Contracted & State-Sponsored Projects
Major Reports
Research Briefs & Discussion Pieces
- Reparation Series (forthcoming)
- Series 100-2023: Do Californians Support Reparations for Black Americans?
- State of Black California (SOBC) Series (forthcoming)
BPP Team
Michael A. Stoll is Professor of Public Policy in the Luskin School of Public Affairs at the University of California, Los Angeles (UCLA). He serves as a Fellow at the American Institutes for Research, the Brookings Institution, the Institute for Research on Poverty at University of Wisconsin, Madison, and the National Poverty Center at the University of Michigan, Ann Arbor, and served as a past Visiting Scholar at the Russell Sage Foundation.
Dr. Stoll’s published work explores questions of poverty, labor markets, migration, and crime. His past work includes an examination of the labor market difficulties of less-skilled workers, in particular the role that racial residential segregation, job location patterns, job skill demands, employer discrimination, job competition, transportation, job information and criminal records play in limiting employment opportunities.
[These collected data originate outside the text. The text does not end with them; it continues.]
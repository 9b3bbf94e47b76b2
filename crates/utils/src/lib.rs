pub mod assets;
pub mod filename;
pub mod response;
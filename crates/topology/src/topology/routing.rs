//! Route derivation - signal-to-signal routes through the topology

use uuid::Uuid;

use super::engine::TopologyEngine;
use super::graph::{Route, Signal, SignalDirection, Topology};

/// Limits for the route search
#[derive(Debug, Clone)]
pub struct RoutingOptions {
    /// Maximum number of edges a single route may span
    pub max_edges: usize,
}

impl Default for RoutingOptions {
    fn default() -> Self {
        Self { max_edges: 32 }
    }
}

/// Derives routes between consecutive main signals
pub struct RoutePlanner;

impl RoutePlanner {
    /// Replace the topology's routes with freshly derived ones
    pub fn derive_routes<'a>(topology: &'a mut Topology, options: &RoutingOptions) -> &'a [Route] {
        let routes = Self::find_routes(topology, options);
        tracing::debug!("Derived {} routes from {} signals", routes.len(), topology.signal_count());
        topology.routes = routes;
        &topology.routes
    }

    /// Every route starting at a main signal and ending at the next main
    /// signal effective in the same direction of travel
    pub fn find_routes(topology: &Topology, options: &RoutingOptions) -> Vec<Route> {
        let mut routes = Vec::new();

        for start in topology.signals.values().filter(|s| s.kind.is_main()) {
            let mut path = vec![start.edge];
            Self::walk(
                topology,
                options,
                start,
                start.edge,
                start.direction,
                Some(start.distance),
                0.0,
                &mut path,
                &mut routes,
            );
        }

        routes
    }

    #[allow(clippy::too_many_arguments)]
    fn walk(
        topology: &Topology,
        options: &RoutingOptions,
        start: &Signal,
        edge_id: Uuid,
        direction: SignalDirection,
        entry: Option<f64>,
        travelled: f64,
        path: &mut Vec<Uuid>,
        routes: &mut Vec<Route>,
    ) {
        let Some(edge) = topology.edge(edge_id) else {
            return;
        };
        let position = entry.unwrap_or(match direction {
            SignalDirection::In => 0.0,
            SignalDirection::Against => edge.length,
        });

        if let Some(end) = Self::next_signal(topology, edge_id, direction, position, entry.is_some()) {
            routes.push(Route {
                uuid: Uuid::new_v4(),
                start_signal: start.uuid,
                end_signal: end.uuid,
                edges: path.clone(),
                length: travelled + (end.distance - position).abs(),
            });
            return;
        }

        if path.len() >= options.max_edges {
            return;
        }

        let (node, remaining) = match direction {
            SignalDirection::In => (edge.node_b, edge.length - position),
            SignalDirection::Against => (edge.node_a, position),
        };

        for (next_edge, _) in TopologyEngine::continuations(topology, node, edge_id) {
            if path.contains(&next_edge) {
                continue;
            }
            let Some(next) = topology.edge(next_edge) else {
                continue;
            };
            let next_direction = if next.node_a == node {
                SignalDirection::In
            } else {
                SignalDirection::Against
            };

            path.push(next_edge);
            Self::walk(
                topology,
                options,
                start,
                next_edge,
                next_direction,
                None,
                travelled + remaining,
                path,
                routes,
            );
            path.pop();
        }
    }

    /// Nearest main signal ahead on an edge. On the start edge the signal
    /// must lie strictly ahead of `position`.
    fn next_signal<'a>(
        topology: &'a Topology,
        edge_id: Uuid,
        direction: SignalDirection,
        position: f64,
        strictly_ahead: bool,
    ) -> Option<&'a Signal> {
        let ahead = |s: &&Signal| match (direction, strictly_ahead) {
            (SignalDirection::In, true) => s.distance > position,
            (SignalDirection::Against, true) => s.distance < position,
            (_, false) => true,
        };

        let candidates = topology
            .signals_on(edge_id)
            .into_iter()
            .filter(|s| s.kind.is_main() && s.direction == direction)
            .filter(ahead);

        match direction {
            SignalDirection::In => candidates.min_by(|a, b| a.distance.total_cmp(&b.distance)),
            SignalDirection::Against => candidates.max_by(|a, b| a.distance.total_cmp(&b.distance)),
        }
    }
}

#[cfg(test)]
mod tests {
    use super::*;
    use crate::topology::graph::{CoordinateSystem, Edge, GeoPoint, Node, SignalKind};

    struct Line {
        topology: Topology,
        first: Uuid,
        second: Uuid,
    }

    /// a --(100 m)-- b --(100 m)-- c
    fn line() -> Line {
        let mut topology = Topology::new(CoordinateSystem::Local);
        let a = topology.add_node(Node::new("a", GeoPoint::new(0.0, 0.0)));
        let b = topology.add_node(Node::new("b", GeoPoint::new(100.0, 0.0)));
        let c = topology.add_node(Node::new("c", GeoPoint::new(200.0, 0.0)));
        let first = topology.add_edge(Edge::new(a, b)).unwrap();
        let second = topology.add_edge(Edge::new(b, c)).unwrap();
        Line {
            topology,
            first,
            second,
        }
    }

    #[test]
    fn test_route_between_consecutive_signals() {
        let Line {
            mut topology,
            first,
            second,
        } = line();
        let s1 = topology
            .add_signal(Signal::new("S1", first, 10.0, SignalDirection::In))
            .unwrap();
        let s2 = topology
            .add_signal(Signal::new("S2", second, 30.0, SignalDirection::In))
            .unwrap();
        topology
            .add_signal(Signal::new("S3", first, 40.0, SignalDirection::Against))
            .unwrap();

        let routes = RoutePlanner::derive_routes(&mut topology, &RoutingOptions::default());

        assert_eq!(routes.len(), 1);
        assert_eq!(routes[0].start_signal, s1);
        assert_eq!(routes[0].end_signal, s2);
        assert_eq!(routes[0].edges, vec![first, second]);
        assert!((routes[0].length - 120.0).abs() < 1e-9);
    }

    #[test]
    fn test_distant_signals_do_not_end_routes() {
        let Line {
            mut topology,
            first,
            second,
        } = line();
        topology
            .add_signal(Signal::new("S1", first, 10.0, SignalDirection::In))
            .unwrap();
        topology
            .add_signal(
                Signal::new("s2", first, 60.0, SignalDirection::In).with_kind(SignalKind::Distant),
            )
            .unwrap();
        let s3 = topology
            .add_signal(Signal::new("S3", second, 90.0, SignalDirection::In))
            .unwrap();

        let routes = RoutePlanner::find_routes(&topology, &RoutingOptions::default());
        assert_eq!(routes.len(), 1);
        assert_eq!(routes[0].end_signal, s3);
    }

    #[test]
    fn test_against_direction_routes() {
        let Line {
            mut topology,
            first,
            second,
        } = line();
        let s1 = topology
            .add_signal(Signal::new("S1", second, 50.0, SignalDirection::Against))
            .unwrap();
        let s2 = topology
            .add_signal(Signal::new("S2", first, 20.0, SignalDirection::Against))
            .unwrap();

        let routes = RoutePlanner::find_routes(&topology, &RoutingOptions::default());
        assert_eq!(routes.len(), 1);
        assert_eq!((routes[0].start_signal, routes[0].end_signal), (s1, s2));
        assert!((routes[0].length - 130.0).abs() < 1e-9);
    }

    #[test]
    fn test_derivation_replaces_previous_routes() {
        let Line {
            mut topology,
            first,
            second,
        } = line();
        topology
            .add_signal(Signal::new("S1", first, 10.0, SignalDirection::In))
            .unwrap();
        topology
            .add_signal(Signal::new("S2", second, 30.0, SignalDirection::In))
            .unwrap();

        RoutePlanner::derive_routes(&mut topology, &RoutingOptions::default());
        RoutePlanner::derive_routes(&mut topology, &RoutingOptions::default());
        assert_eq!(topology.routes.len(), 1);
    }
}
His recent work examines the labor market consequences of mass incarceration and the benefits and costs of the prison boom. A recently completed book, Why Are so Many Americans in Prison, explores the causes of the American prison boom and what to do about it to insure both low crime and incarceration rates.
Much of his work has been featured in a variety of media outlets including NPR, PBS, the New York Times, Los Angeles Times, The Economist, Chicago Tribune, San Francisco Chronicle, and Washington Post, ABC, NBC, CBS, Univision, among other outlets. He also regularly advises the U.S. Departments of Health and Human Services and Labor, as well as for state and local governments in various capacities.
Prof. Stoll received his Ph.D. from the Massachusetts Institute of Technology (MIT) and a B.S. from the University of California, Berkeley.